- Data for review
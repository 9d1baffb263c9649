//! # 配置模块
//!
//! ## 设计思路
//!
//! 将所有“可调策略”集中到 `SplitConfig`，保证运行时行为可观测、可调整、可测试。
//! 其中编码档位（quality / balanced / speed）作为高层语义，映射到底层编码参数组合。
//!
//! ## 实现思路
//!
//! - `Default` 提供生产可用的平衡配置。
//! - `EncodingProfile` 负责档位字符串解析与反向输出。
//! - `apply_encoding_profile` 将档位转换为具体编码参数。
//! - `infer_encoding_profile` 用于从当前配置反推档位（给宿主展示状态）。

use image::ImageFormat;
use image::codecs::png::CompressionType;

use super::SplitError;
use super::geometry::RoundingPolicy;

/// 象限拆分配置。
///
/// 字段覆盖了加载、解码与重编码三个阶段。
#[derive(Debug, Clone)]
pub struct SplitConfig {
    /// 读取原始字节时允许的最大体积（字节）。
    pub max_file_size: u64,
    /// 解码后的像素上限（`width * height`）。
    pub max_decoded_pixels: u64,
    /// 解码阶段允许的预计内存上限（按 RGBA 估算，字节）。
    pub max_decoded_bytes: u64,
    /// 输出编码策略（默认保持输入编码）。
    pub output_format: OutputFormatPolicy,
    /// 奇数边长的舍入策略。
    pub rounding: RoundingPolicy,
    /// 是否在阻塞线程池上并行编码四个象限。
    pub parallel_encode: bool,
    /// JPEG 输出质量（1~100）。
    pub jpeg_quality: u8,
    /// PNG 输出压缩档位。
    pub png_compression: PngCompression,
}

impl Default for SplitConfig {
    fn default() -> Self {
        Self {
            max_file_size: 50 * 1024 * 1024,
            max_decoded_pixels: 40_000_000,
            max_decoded_bytes: 160 * 1024 * 1024,
            output_format: OutputFormatPolicy::Preserve,
            rounding: RoundingPolicy::RemainderToFar,
            parallel_encode: true,
            jpeg_quality: 85,
            png_compression: PngCompression::Default,
        }
    }
}

/// 输出编码策略。
#[derive(Debug, Clone, Copy, PartialEq, Eq)]
pub enum OutputFormatPolicy {
    /// 保持输入编码（按文件签名识别的格式原样重编码）。
    Preserve,
    /// 统一输出 PNG。
    Png,
    /// 统一输出 JPEG。
    Jpeg,
}

impl OutputFormatPolicy {
    /// 从外部字符串解析策略。
    pub(crate) fn from_str(policy: &str) -> Result<Self, SplitError> {
        match policy.trim().to_lowercase().as_str() {
            "preserve" => Ok(Self::Preserve),
            "png" => Ok(Self::Png),
            "jpeg" | "jpg" => Ok(Self::Jpeg),
            other => Err(SplitError::InvalidFormat(format!(
                "未知输出编码策略：{}（可选：preserve / png / jpeg）",
                other
            ))),
        }
    }

    /// 将策略输出为稳定字符串，供宿主展示与持久化。
    pub(crate) fn as_str(self) -> &'static str {
        match self {
            Self::Preserve => "preserve",
            Self::Png => "png",
            Self::Jpeg => "jpeg",
        }
    }

    /// 结合输入格式解析出实际的输出格式。
    pub(crate) fn resolve(self, source_format: ImageFormat) -> ImageFormat {
        match self {
            Self::Preserve => source_format,
            Self::Png => ImageFormat::Png,
            Self::Jpeg => ImageFormat::Jpeg,
        }
    }
}

/// PNG 压缩档位。
///
/// 对 `image` 编码器压缩参数的稳定封装，便于比较与配置反推。
#[derive(Debug, Clone, Copy, PartialEq, Eq)]
pub enum PngCompression {
    Fast,
    Default,
    Best,
}

impl PngCompression {
    pub(crate) fn to_codec(self) -> CompressionType {
        match self {
            Self::Fast => CompressionType::Fast,
            Self::Default => CompressionType::Default,
            Self::Best => CompressionType::Best,
        }
    }
}

/// 编码档位（面向宿主/用户语义）。
///
/// - `Quality`：尽量保真
/// - `Balanced`：质量与性能平衡
/// - `Speed`：优先编码速度
#[derive(Debug, Clone, Copy)]
pub enum EncodingProfile {
    Quality,
    Balanced,
    Speed,
}

impl EncodingProfile {
    /// 从外部字符串解析档位。
    ///
    /// # 示例
    /// ```rust,ignore
    /// use quadsplit::splitter::EncodingProfile;
    ///
    /// let p = EncodingProfile::from_str("balanced")?;
    /// assert_eq!(p.as_str(), "balanced");
    /// # Ok::<(), quadsplit::splitter::SplitError>(())
    /// ```
    pub(crate) fn from_str(profile: &str) -> Result<Self, SplitError> {
        match profile.trim().to_lowercase().as_str() {
            "quality" => Ok(Self::Quality),
            "balanced" => Ok(Self::Balanced),
            "speed" => Ok(Self::Speed),
            other => Err(SplitError::InvalidFormat(format!(
                "未知编码档位：{}（可选：quality / balanced / speed）",
                other
            ))),
        }
    }

    /// 将档位输出为稳定字符串，供宿主展示与持久化。
    pub(crate) fn as_str(self) -> &'static str {
        match self {
            Self::Quality => "quality",
            Self::Balanced => "balanced",
            Self::Speed => "speed",
        }
    }
}

impl SplitConfig {
    /// 基于当前参数反推编码档位。
    ///
    /// 用于“当前生效档位”查询场景。
    pub(crate) fn infer_encoding_profile(&self) -> EncodingProfile {
        if self.png_compression == PngCompression::Best && self.jpeg_quality >= 95 {
            return EncodingProfile::Quality;
        }

        if self.png_compression == PngCompression::Fast || self.jpeg_quality <= 75 {
            return EncodingProfile::Speed;
        }

        EncodingProfile::Balanced
    }

    /// 应用指定编码档位到实际参数。
    ///
    /// 保持“档位语义稳定”，便于宿主按档位切换而无需了解底层细节。
    pub(crate) fn apply_encoding_profile(&mut self, profile: EncodingProfile) {
        match profile {
            EncodingProfile::Quality => {
                self.png_compression = PngCompression::Best;
                self.jpeg_quality = 95;
            }
            EncodingProfile::Balanced => {
                self.png_compression = PngCompression::Default;
                self.jpeg_quality = 85;
            }
            EncodingProfile::Speed => {
                self.png_compression = PngCompression::Fast;
                self.jpeg_quality = 75;
            }
        }
    }
}

#[cfg(test)]
mod tests {
    use super::*;

    #[test]
    fn profile_apply_then_infer_roundtrip() {
        let mut config = SplitConfig::default();

        for profile in [
            EncodingProfile::Quality,
            EncodingProfile::Balanced,
            EncodingProfile::Speed,
        ] {
            config.apply_encoding_profile(profile);
            assert_eq!(config.infer_encoding_profile().as_str(), profile.as_str());
        }
    }

    #[test]
    fn profile_parse_rejects_unknown_values() {
        assert!(matches!(
            EncodingProfile::from_str("ultra"),
            Err(SplitError::InvalidFormat(_))
        ));
        assert!(EncodingProfile::from_str(" Quality ").is_ok());
    }

    #[test]
    fn output_format_policy_resolves_against_source() {
        assert_eq!(
            OutputFormatPolicy::Preserve.resolve(ImageFormat::Jpeg),
            ImageFormat::Jpeg
        );
        assert_eq!(
            OutputFormatPolicy::Png.resolve(ImageFormat::Jpeg),
            ImageFormat::Png
        );
        assert_eq!(
            OutputFormatPolicy::from_str("jpg").expect("parse should succeed"),
            OutputFormatPolicy::Jpeg
        );
    }
}
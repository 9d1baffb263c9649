//! # 解码流水线模块
//!
//! ## 设计思路
//!
//! 将“字节 → 图像”的过程集中管理，并在关键节点增加资源上限控制。
//! 优先做尺寸检查，再进行完整解码，降低恶意输入触发高内存开销的风险。
//!
//! ## 实现思路
//!
//! 1. 猜测格式（保持输入编码策略需要格式信息）
//! 2. 读取 header 尺寸并按像素上限快速拒绝
//! 3. 完整解码
//! 4. 按真实尺寸复查上限
//! 5. 校验最小可拆分尺寸（2x2）

use image::{GenericImageView, ImageFormat, ImageReader};
use std::io::Cursor;

use super::source::{DecodedImage, RawImageData};
use super::{SplitConfig, SplitError, SplitHandler};

/// 象限拆分要求的最小宽高。
const MIN_SPLIT_DIMENSION: u32 = 2;

impl SplitHandler {
    /// 将原始字节解码为可拆分的图像。
    pub(crate) fn decode_source(
        &self,
        raw: RawImageData,
        config: &SplitConfig,
    ) -> Result<DecodedImage, SplitError> {
        let format: ImageFormat = image::guess_format(&raw.bytes)
            .map_err(|e| SplitError::InvalidFormat(format!("不支持的图片格式：{}", e)))?;

        let (header_width, header_height) = Self::inspect_dimensions_from_memory(&raw.bytes)?;
        self.validate_pixel_limits(config, header_width, header_height)?;
        self.validate_decoded_memory_limits(config, header_width, header_height)?;

        let decoded = image::load_from_memory(&raw.bytes)
            .map_err(|e| SplitError::Decode(format!("图片解码失败：{}", e)))?;

        let (width, height) = decoded.dimensions();
        self.validate_pixel_limits(config, width, height)?;
        self.validate_decoded_memory_limits(config, width, height)?;

        if width < MIN_SPLIT_DIMENSION || height < MIN_SPLIT_DIMENSION {
            return Err(SplitError::Decode(format!(
                "图片过小无法四等分：{}x{}（最小 {}x{}）",
                width, height, MIN_SPLIT_DIMENSION, MIN_SPLIT_DIMENSION
            )));
        }

        log::info!(
            "✅ 图片解码成功 - 来源: {} 格式: {:?} 尺寸: {}x{}",
            raw.source_hint,
            format,
            width,
            height
        );

        Ok(DecodedImage {
            image: decoded,
            format,
        })
    }

    /// 仅通过内存中的图片头信息读取宽高。
    ///
    /// 用于在完整解码前做像素限制检查。
    fn inspect_dimensions_from_memory(bytes: &[u8]) -> Result<(u32, u32), SplitError> {
        let cursor = Cursor::new(bytes);
        let reader = ImageReader::new(cursor)
            .with_guessed_format()
            .map_err(|e| SplitError::InvalidFormat(format!("无法识别图片格式：{}", e)))?;

        reader
            .into_dimensions()
            .map_err(|e| SplitError::InvalidFormat(format!("无法读取图片尺寸：{}", e)))
    }

    /// 校验像素数量是否超过配置上限。
    fn validate_pixel_limits(
        &self,
        config: &SplitConfig,
        width: u32,
        height: u32,
    ) -> Result<(), SplitError> {
        let pixels = u64::from(width)
            .checked_mul(u64::from(height))
            .ok_or_else(|| SplitError::ResourceLimit("图片像素数溢出".to_string()))?;

        if pixels > config.max_decoded_pixels {
            return Err(SplitError::ResourceLimit(format!(
                "图片像素过大：{} 像素（限制：{} 像素）",
                pixels, config.max_decoded_pixels
            )));
        }

        Ok(())
    }

    fn validate_decoded_memory_limits(
        &self,
        config: &SplitConfig,
        width: u32,
        height: u32,
    ) -> Result<(), SplitError> {
        let estimated = u64::from(width)
            .checked_mul(u64::from(height))
            .and_then(|pixels| pixels.checked_mul(4))
            .ok_or_else(|| SplitError::ResourceLimit("图片解码内存估算溢出".to_string()))?;

        if estimated > config.max_decoded_bytes {
            return Err(SplitError::ResourceLimit(format!(
                "图片解码预计内存过大：{:.2} MB（限制：{:.2} MB）",
                estimated as f64 / 1024.0 / 1024.0,
                config.max_decoded_bytes as f64 / 1024.0 / 1024.0
            )));
        }

        Ok(())
    }
}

- Problem to solve
If a line contains the string "ImageFormat", include it in the tally; report the final tally for the whole listing and nothing else.

- The completed task
10